But you know, there are other gaps in Hudson’s resume.

  1. Back in the early 2000s a pair of young upstarts named Hastings and Randolph offered to sell their rinky-dink DVD by mail business to the video market dominatrix, Blockbuster Video. Blockbuster decided that the $50 million dollar price tag was too steep a risk for a nerd-romancing niche company with a stupid name; “Netflix” Weather it was the convenience of home delivery or the virtually unlimited stock of movies and t.v. that Blockbuster assumed people would be opposed to, they determined there simply was no future for Netflix and passed on a full acquisition deal. Blockbuster, instead, got in bed with an emerging media company called…wait for it…ENRON Broadband Services. The energy giant was about to venture into the world of Video on Demand. But before real work could begin ENRON became embroiled in a massive scandal involving securities fraud, wire fraud, insider trading and honest
    services fraud razing the company from a global juggernaut to a penny stock, and bringing Blockbuster Video along for the ride. Following these shrewd business dealings, Blockbuster went on to invest 1 Billion dollars in a struggling brick and mortar chain store called Circuit City, also known as Not Best Buy, Not Fry’s and Not Office Depot. Circuit City would then go bankrupt just a year later. A further 1.1 Billion dollar loss would force Blockbuster into the void the very next year. Netflix is currently worth 9 Billion dollars, Circuit City is that abandoned carcass that becomes a SPIRIT Halloween store for a few weeks a year, and ENRON.com is available on GoDaddy for 99 cents. With Blockbuster’s fatal lack of vision, adaptability and reckless spending, it does beg the question…Where was Anthony Hudson in 2001?
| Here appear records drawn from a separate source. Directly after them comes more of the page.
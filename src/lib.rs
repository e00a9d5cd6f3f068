//! Spectral audio visualizer: a per-refresh analysis loop feeding seven
//! visual styles, painted onto a display surface and a fixed-resolution
//! capture surface that is encoded to video.

pub mod audio;
pub mod capture;
pub mod config;
pub mod encode;
pub mod error;
pub mod palette;
pub mod render;
pub mod schedule;
pub mod session;
pub mod visual;

pub use error::{Result, VisualizerError};
pub mod analyser;
pub mod decode;
pub mod element;
pub mod graph;
pub mod spectrum;
pub mod canvas;
pub mod color;
pub mod dual;
pub mod surface;

pub use color::Rgba8;
pub use dual::{DisplayViewport, DualSurfaceRenderer, TickReport};
pub use surface::Surface;
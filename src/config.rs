use serde::Deserialize;
use std::path::{Path, PathBuf};

use crate::capture::{DEFAULT_CAPTURE_FPS, DEFAULT_OUTPUT};
use crate::encode::ffmpeg::EncoderOptions;
use crate::render::color::Rgba8;
use crate::visual::{Resolution, VisualizerSettings};

#[derive(Debug, Default, Deserialize)]
pub struct Config {
    #[serde(default)]
    pub visual: VisualConfig,
    #[serde(default)]
    pub output: OutputConfig,
    #[serde(default)]
    pub display: DisplayConfig,
}

#[derive(Debug, Deserialize)]
pub struct VisualConfig {
    /// Style key, or `all`.
    #[serde(default = "default_style")]
    pub style: String,
    #[serde(default = "default_primary")]
    pub primary_color: Rgba8,
    #[serde(default = "default_background")]
    pub background_color: Rgba8,
    #[serde(default = "default_line_width")]
    pub line_width: f32,
    #[serde(default = "default_particle_speed")]
    pub particle_speed: f32,
    #[serde(default)]
    pub palette: Option<PathBuf>,
}

#[derive(Debug, Deserialize)]
pub struct OutputConfig {
    #[serde(default = "default_output")]
    pub path: PathBuf,
    #[serde(default)]
    pub resolution: Resolution,
    #[serde(default = "default_fps")]
    pub fps: u32,
    #[serde(default = "default_codec")]
    pub codec: String,
    #[serde(default = "default_audio_codec")]
    pub audio_codec: String,
    #[serde(default = "default_crf")]
    pub crf: u32,
    #[serde(default = "default_pix_fmt")]
    pub pix_fmt: String,
}

#[derive(Debug, Deserialize)]
pub struct DisplayConfig {
    #[serde(default = "default_display_width")]
    pub width: f32,
    #[serde(default = "default_display_height")]
    pub height: f32,
    #[serde(default = "default_dpr")]
    pub device_pixel_ratio: f32,
    #[serde(default = "default_refresh_hz")]
    pub refresh_hz: u32,
}

impl Default for VisualConfig {
    fn default() -> Self {
        Self {
            style: default_style(),
            primary_color: default_primary(),
            background_color: default_background(),
            line_width: default_line_width(),
            particle_speed: default_particle_speed(),
            palette: None,
        }
    }
}

impl Default for OutputConfig {
    fn default() -> Self {
        Self {
            path: default_output(),
            resolution: Resolution::default(),
            fps: default_fps(),
            codec: default_codec(),
            audio_codec: default_audio_codec(),
            crf: default_crf(),
            pix_fmt: default_pix_fmt(),
        }
    }
}

impl Default for DisplayConfig {
    fn default() -> Self {
        Self {
            width: default_display_width(),
            height: default_display_height(),
            device_pixel_ratio: default_dpr(),
            refresh_hz: default_refresh_hz(),
        }
    }
}

fn default_style() -> String { "bars".into() }
fn default_primary() -> Rgba8 { VisualizerSettings::default().primary_color }
fn default_background() -> Rgba8 { VisualizerSettings::default().background_color }
fn default_line_width() -> f32 { 2.0 }
fn default_particle_speed() -> f32 { 1.0 }
fn default_output() -> PathBuf { PathBuf::from(DEFAULT_OUTPUT) }
fn default_fps() -> u32 { DEFAULT_CAPTURE_FPS }
fn default_codec() -> String { EncoderOptions::default().codec }
fn default_audio_codec() -> String { EncoderOptions::default().audio_codec }
fn default_crf() -> u32 { EncoderOptions::default().crf }
fn default_pix_fmt() -> String { EncoderOptions::default().pix_fmt }
fn default_display_width() -> f32 { 960.0 }
fn default_display_height() -> f32 { 540.0 }
fn default_dpr() -> f32 { 1.0 }
fn default_refresh_hz() -> u32 { 60 }

/// Reads a TOML config. Unreadable or malformed files are logged and
/// ignored.
pub fn load_config(path: &Path) -> Option<Config> {
    let content = match std::fs::read_to_string(path) {
        Ok(c) => c,
        Err(e) => {
            log::warn!("Could not read config {}: {}", path.display(), e);
            return None;
        }
    };
    match toml::from_str(&content) {
        Ok(cfg) => Some(cfg),
        Err(e) => {
            log::warn!("Ignoring malformed config {}: {}", path.display(), e);
            None
        }
    }
}

/// Explicit path first, then `./chromaviz.toml`, then the per-user config.
pub fn discover(explicit: Option<&Path>) -> Option<PathBuf> {
    if let Some(path) = explicit {
        return Some(path.to_path_buf());
    }
    let local = PathBuf::from("chromaviz.toml");
    if local.exists() {
        return Some(local);
    }
    if let Some(home) = dirs::home_dir() {
        let xdg = home.join(".config").join("chromaviz").join("config.toml");
        if xdg.exists() {
            return Some(xdg);
        }
    }
    if let Some(config_dir) = dirs::config_dir() {
        let platform = config_dir.join("chromaviz").join("config.toml");
        if platform.exists() {
            return Some(platform);
        }
    }
    None
}

#[cfg(test)]
mod tests {
    use super::*;

    #[test]
    fn empty_file_gives_defaults() {
        let cfg: Config = toml::from_str("").unwrap();
        assert_eq!(cfg.visual.style, "bars");
        assert_eq!(cfg.visual.primary_color.to_string(), "#E040FB");
        assert_eq!(cfg.output.path, PathBuf::from("audio-visualization.webm"));
        assert_eq!(cfg.output.resolution, Resolution::Hd1080);
        assert_eq!(cfg.output.codec, "libvpx-vp9");
        assert_eq!(cfg.display.refresh_hz, 60);
    }

    #[test]
    fn sections_override_individual_fields() {
        let cfg: Config = toml::from_str(
            r##"
            [visual]
            style = "galaxy"
            background_color = "#101010"

            [output]
            resolution = "2160p"
            crf = 20

            [display]
            device_pixel_ratio = 2.0
            "##,
        )
        .unwrap();
        assert_eq!(cfg.visual.style, "galaxy");
        assert_eq!(cfg.visual.background_color, Rgba8::opaque(0x10, 0x10, 0x10));
        assert_eq!(cfg.visual.line_width, 2.0);
        assert_eq!(cfg.output.resolution, Resolution::Uhd2160);
        assert_eq!(cfg.output.crf, 20);
        assert_eq!(cfg.output.fps, 30);
        assert_eq!(cfg.display.device_pixel_ratio, 2.0);
        assert_eq!(cfg.display.width, 960.0);
    }

    #[test]
    fn bad_color_rejects_the_file() {
        assert!(toml::from_str::<Config>("[visual]\nprimary_color = \"purple\"").is_err());
    }

    #[test]
    fn explicit_path_wins_discovery() {
        let path = PathBuf::from("/somewhere/custom.toml");
        assert_eq!(discover(Some(&path)), Some(path));
    }

    #[test]
    fn missing_file_loads_nothing() {
        assert!(load_config(Path::new("/definitely/not/here.toml")).is_none());
    }
}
  2. In 1876 the president of Western Union, the leading communications company in the nation, was offered the exclusive patent on a new and revolutionary invention called “The Telephone”. This invention would make instant communication over vast distances, heretofore, a Vernian fever dream, an exciting and world altering reality. Western Union passed on the opportunity replying directly to Alexander Graham Bell himself (presumably by telegram) After careful consideration of your invention While it is a very interesting novelty, We have come to the conclusion that it has no commercial possibilities. What use could this company make of an electrical toy? He added: Forgive the lateness of my response. The Wagon carrying this telegram was besieged by an unlikely union of Chickasaw and Choctaw Indians just East of the disputed Greer County line. Apparently, the two tribes temporarily put aside an ongoing 200 year war to unite against the Western Union wagon train. The driver, who was already suffering a particularly nasty case of dysentery, was captured, tied to a stake and consumed by insects when he misspoke the common greeting
    ​ Himmaka nittakat kapassa ​as inadvertently referring to the Chief’s mother in a rather unflattering light. During the skirmish, many lives were lost, both human and equine, but more importantly, the telegrams were somewhat smudged and had to be returned to the home office for fresh inking, thereby landing us squarely in the predicament we find ourselves in now. However, this is the best system to relay messages between people of differing locales. I regret only that there is no faster way to reject your so called “Telephone”.

A truly bad decision made by Western Union and their lack of vision for future development…which does beg the question; where was Anthony Hudson in 1876?